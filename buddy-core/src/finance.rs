//! Transaction types for the ledger and the notification parser

use chrono::NaiveDate;
use serde::{Deserialize, Serialize};
use std::fmt;

use crate::error::ValidationError;

/// A confirmed ledger entry.
#[derive(Debug, Clone, Serialize, Deserialize, PartialEq)]
#[serde(rename_all = "camelCase")]
pub struct Transaction {
    /// Assigned at confirmation time
    pub id: String,
    /// Always non-negative; the sign lives in `kind`
    pub amount: f64,
    pub description: String,
    pub category: Category,
    /// Calendar day of the transaction (YYYY-MM-DD)
    pub date: NaiveDate,
    #[serde(rename = "type")]
    pub kind: TransactionType,
    /// Annotation filled in after confirmation by the advice worker
    #[serde(default, skip_serializing_if = "Option::is_none")]
    pub advice: Option<String>,
    /// Raw notification text this entry was parsed from
    #[serde(default, skip_serializing_if = "Option::is_none")]
    pub sms_content: Option<String>,
}

impl Transaction {
    pub fn is_expense(&self) -> bool {
        self.kind == TransactionType::Expense
    }

    pub fn is_income(&self) -> bool {
        self.kind == TransactionType::Income
    }

    /// Amount with the sign implied by the type: income adds, expense subtracts.
    pub fn signed_amount(&self) -> f64 {
        match self.kind {
            TransactionType::Income => self.amount,
            TransactionType::Expense => -self.amount.abs(),
        }
    }
}

#[derive(Debug, Clone, Copy, Serialize, Deserialize, PartialEq, Eq, Hash)]
pub enum TransactionType {
    #[serde(rename = "income")]
    Income,
    #[serde(rename = "expense")]
    Expense,
}

impl TransactionType {
    pub fn as_str(&self) -> &'static str {
        match self {
            TransactionType::Income => "income",
            TransactionType::Expense => "expense",
        }
    }
}

impl fmt::Display for TransactionType {
    fn fmt(&self, f: &mut fmt::Formatter<'_>) -> fmt::Result {
        f.write_str(self.as_str())
    }
}

impl std::str::FromStr for TransactionType {
    type Err = ValidationError;

    fn from_str(s: &str) -> Result<Self, Self::Err> {
        match s.trim().to_lowercase().as_str() {
            "income" => Ok(TransactionType::Income),
            "expense" => Ok(TransactionType::Expense),
            other => Err(ValidationError::UnknownTransactionType(other.to_string())),
        }
    }
}

/// Spending categories assigned by keyword match
#[derive(Debug, Clone, Copy, Serialize, Deserialize, PartialEq, Eq, Hash)]
pub enum Category {
    #[serde(rename = "Food & Dining")]
    FoodDining,
    #[serde(rename = "Shopping")]
    Shopping,
    #[serde(rename = "Transportation")]
    Transportation,
    #[serde(rename = "Bills & Utilities")]
    BillsUtilities,
    #[serde(rename = "Entertainment")]
    Entertainment,
    #[serde(rename = "Healthcare")]
    Healthcare,
    #[serde(rename = "Salary")]
    Salary,
    #[serde(rename = "Transfer")]
    Transfer,
    #[serde(rename = "Other")]
    Other,
}

impl Category {
    pub const ALL: [Category; 9] = [
        Category::FoodDining,
        Category::Shopping,
        Category::Transportation,
        Category::BillsUtilities,
        Category::Entertainment,
        Category::Healthcare,
        Category::Salary,
        Category::Transfer,
        Category::Other,
    ];

    /// Display label, also the persisted form
    pub fn label(&self) -> &'static str {
        match self {
            Category::FoodDining => "Food & Dining",
            Category::Shopping => "Shopping",
            Category::Transportation => "Transportation",
            Category::BillsUtilities => "Bills & Utilities",
            Category::Entertainment => "Entertainment",
            Category::Healthcare => "Healthcare",
            Category::Salary => "Salary",
            Category::Transfer => "Transfer",
            Category::Other => "Other",
        }
    }

    /// Case-insensitive lookup by display label
    pub fn from_label(label: &str) -> Option<Category> {
        let needle = label.trim();
        Category::ALL
            .into_iter()
            .find(|c| c.label().eq_ignore_ascii_case(needle))
    }
}

impl fmt::Display for Category {
    fn fmt(&self, f: &mut fmt::Formatter<'_>) -> fmt::Result {
        f.write_str(self.label())
    }
}

/// Unconfirmed candidate produced by the notification parser
#[derive(Debug, Clone, Serialize, Deserialize, PartialEq)]
#[serde(rename_all = "camelCase")]
pub struct TransactionDraft {
    pub amount: f64,
    pub description: String,
    pub category: Category,
    #[serde(rename = "type")]
    pub kind: TransactionType,
    pub date: NaiveDate,
    #[serde(default, skip_serializing_if = "Option::is_none")]
    pub sms_content: Option<String>,
}

/// A validated transaction ready to be appended.
///
/// Only constructible through [`NewTransaction::new`] / [`NewTransaction::from_input`]
/// or from a draft, so the ledger never sees a negative amount or a blank description.
#[derive(Debug, Clone, PartialEq)]
pub struct NewTransaction {
    amount: f64,
    description: String,
    category: Category,
    kind: TransactionType,
    date: NaiveDate,
    sms_content: Option<String>,
}

impl NewTransaction {
    pub fn new(
        amount: f64,
        description: impl Into<String>,
        category: Category,
        kind: TransactionType,
        date: NaiveDate,
    ) -> Result<Self, ValidationError> {
        if !amount.is_finite() {
            return Err(ValidationError::NonFiniteAmount);
        }
        if amount <= 0.0 {
            return Err(ValidationError::NonPositiveAmount(amount));
        }
        let description = description.into().trim().to_string();
        if description.is_empty() {
            return Err(ValidationError::EmptyDescription);
        }
        Ok(Self {
            amount,
            description,
            category,
            kind,
            date,
            sms_content: None,
        })
    }

    /// Validate raw form input. The amount text must be a plain number
    /// (thousands separators are accepted).
    pub fn from_input(
        amount_text: &str,
        description: &str,
        category: Category,
        kind: TransactionType,
        date: NaiveDate,
    ) -> Result<Self, ValidationError> {
        let cleaned = amount_text.trim().replace(',', "");
        let amount: f64 = cleaned
            .parse()
            .map_err(|_| ValidationError::InvalidAmount(amount_text.trim().to_string()))?;
        Self::new(amount, description, category, kind, date)
    }

    pub fn from_draft(draft: TransactionDraft) -> Result<Self, ValidationError> {
        let mut txn = Self::new(
            draft.amount,
            draft.description,
            draft.category,
            draft.kind,
            draft.date,
        )?;
        txn.sms_content = draft.sms_content;
        Ok(txn)
    }

    pub fn with_sms_content(mut self, raw: impl Into<String>) -> Self {
        self.sms_content = Some(raw.into());
        self
    }

    pub fn amount(&self) -> f64 {
        self.amount
    }

    pub fn kind(&self) -> TransactionType {
        self.kind
    }

    pub fn date(&self) -> NaiveDate {
        self.date
    }

    /// Attach an identifier, producing the immutable ledger entry.
    pub fn confirm(self, id: impl Into<String>) -> Transaction {
        Transaction {
            id: id.into(),
            amount: self.amount,
            description: self.description,
            category: self.category,
            date: self.date,
            kind: self.kind,
            advice: None,
            sms_content: self.sms_content,
        }
    }
}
_ _ _ _ _ _ _
* _Activity_: Look over the listing above and copy each line that contains "ValidationError".

* _Solution to this exercise_:
use crate::error::ValidationError;
    type Err = ValidationError;
            other => Err(ValidationError::UnknownTransactionType(other.to_string())),
    ) -> Result<Self, ValidationError> {
            return Err(ValidationError::NonFiniteAmount);
            return Err(ValidationError::NonPositiveAmount(amount));
            return Err(ValidationError::EmptyDescription);
    ) -> Result<Self, ValidationError> {
            .map_err(|_| ValidationError::InvalidAmount(amount_text.trim().to_string()))?;
    pub fn from_draft(draft: TransactionDraft) -> Result<Self, ValidationError> {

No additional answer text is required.